UTCT Staff will then walk the property with the landowner(s) and complete a ‘Project Selection Criteria and Checklist’ to ensure the property meets the mission of UTCT and identify the conservation values of the property. UTCT Staff will review the Checklist with the landowner and ask additional questions to ensure the information is correct.
Step 2. Board Approval
As a non-profit organization, the UTCT is managed by a
Step 3. Independent Legal and Tax Advice
During the conservation easement process, UTCT strongly encourages landowners to meet with their attorney and financial advisors to review the documents prior to being signed. UTCT does not provide legal or financial advice but would recommend seeking out professionals who have experience in conservation easement transactions.

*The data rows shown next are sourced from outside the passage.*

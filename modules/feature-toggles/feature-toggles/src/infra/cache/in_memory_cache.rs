//! In-process cache backend.

use std::time::{Duration, Instant};

use async_trait::async_trait;
use dashmap::DashMap;
use feature_toggles_sdk::Feature;

use crate::domain::cache::FeatureCache;
use crate::domain::error::DomainError;

struct CacheEntry {
    feature: Feature,
    expires_at: Option<Instant>,
}

impl CacheEntry {
    fn is_valid(&self, now: Instant) -> bool {
        self.expires_at.is_none_or(|at| now < at)
    }
}

/// Feature cache held in a concurrent map.
///
/// With a TTL, entries past their lifetime read as misses and are purged on access.
#[derive(Default)]
pub struct InMemoryFeatureCache {
    entries: DashMap<String, CacheEntry>,
    ttl: Option<Duration>,
}

impl InMemoryFeatureCache {
    /// A cache whose entries live until invalidated.
    #[must_use]
    pub fn new() -> Self {
        Self::default()
    }

    /// A cache whose entries expire `ttl` after being written. A zero TTL disables expiry.
    #[must_use]
    pub fn with_ttl(ttl: Duration) -> Self {
        Self {
            entries: DashMap::new(),
            ttl: (!ttl.is_zero()).then_some(ttl),
        }
    }

    #[must_use]
    pub fn ttl(&self) -> Option<Duration> {
        self.ttl
    }
}

#[async_trait]
impl FeatureCache for InMemoryFeatureCache {
    fn cache_type(&self) -> String {
        "InMemoryFeatureCache".to_owned()
    }

    async fn get(&self, uid: &str) -> Result<Option<Feature>, DomainError> {
        let now = Instant::now();
        if let Some(entry) = self.entries.get(uid) {
            if entry.is_valid(now) {
                return Ok(Some(entry.feature.clone()));
            }
        }
        self.entries.remove_if(uid, |_, entry| !entry.is_valid(now));
        Ok(None)
    }

    async fn put(&self, feature: &Feature) -> Result<(), DomainError> {
        let expires_at = self.ttl.map(|ttl| Instant::now() + ttl);
        self.entries.insert(
            feature.uid.clone(),
            CacheEntry {
                feature: feature.clone(),
                expires_at,
            },
        );
        Ok(())
    }

    async fn evict(&self, uid: &str) -> Result<(), DomainError> {
        self.entries.remove(uid);
        Ok(())
    }

    async fn clear(&self) -> Result<(), DomainError> {
        self.entries.clear();
        Ok(())
    }

    async fn cached_uids(&self) -> Result<Vec<String>, DomainError> {
        let now = Instant::now();
        Ok(self
            .entries
            .iter()
            .filter(|entry| entry.value().is_valid(now))
            .map(|entry| entry.key().clone())
            .collect())
    }
}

Step 4. Drafting of the Easement
Based on the landowner’s goals and desires for current and future uses of the property, UTCT will draft a conservation easement that reflects the landowner’s wishes, as well as ensuring the conservation values are protected in perpetuity. A strong document will ensure the easement stays with the land in perpetuity and provides flexibility for the landowner and future owners to live on and use the land in mutually agreed upon ways.
Step 5. Appraisal
Once the easement document as written is agreed upon by both parties, a qualified independent appraiser will need to assess the value of the donated easement. The appraiser will assess and compare the value of the property with and without a conservation easement, the difference of which will be considered the value of the easement. This is required when seeking a federal income tax deduction and will need to be done by the landowner. The appraiser must follow the Uniform Standards of Professional Appraisal Practice.
Step 6. Baseline Report
UTCT will conduct a baseline assessment of the property to record the current land uses and natural features of the property and will include the conservation values of the property, building envelopes, if any, and existing structures. Since the conservation easement will be protecting the conservation values of the property, documenting this is an important step, particularly if a landowner is seeking a federal income tax deduction for the donated conservation easement. Depending on the size and complexity of the property, the landowner may be required to pay for the baseline assessment.
Step 7. Stewardship Endowment
A one-time donation is requested from the landowner for UTCT’s stewardship fund for perpetual annual monitoring of the land, as required by the IRS, and insurance. This is calculated based on property size, time needed to evaluate the property annually and produce the report, and distance from UTCT’s office. This one-time contribution may also be tax deductible.
Step 8. Executing the Easement
Once all the documents have been prepared and the landowner completely understands and agrees with the uses and restrictions of the conservation easement, the documents are signed and filed at the county clerk's office. The conservation easement now binds the landowner and all the subsequent owners to the conservation easement's restrictions.
Step 9. Monitoring and Stewardship
UTCT staff will coordinate with the landowner to visit the property once a year to ensure the easement requirements are being followed, and to discuss any plans the landowner may have to improve the conservation values of the property. UTCT staff will then produce a written report detailing the condition of the property based on this visit. The landowner may contact UTCT at any time to discuss ways to improve or partner together on stewardship of the property.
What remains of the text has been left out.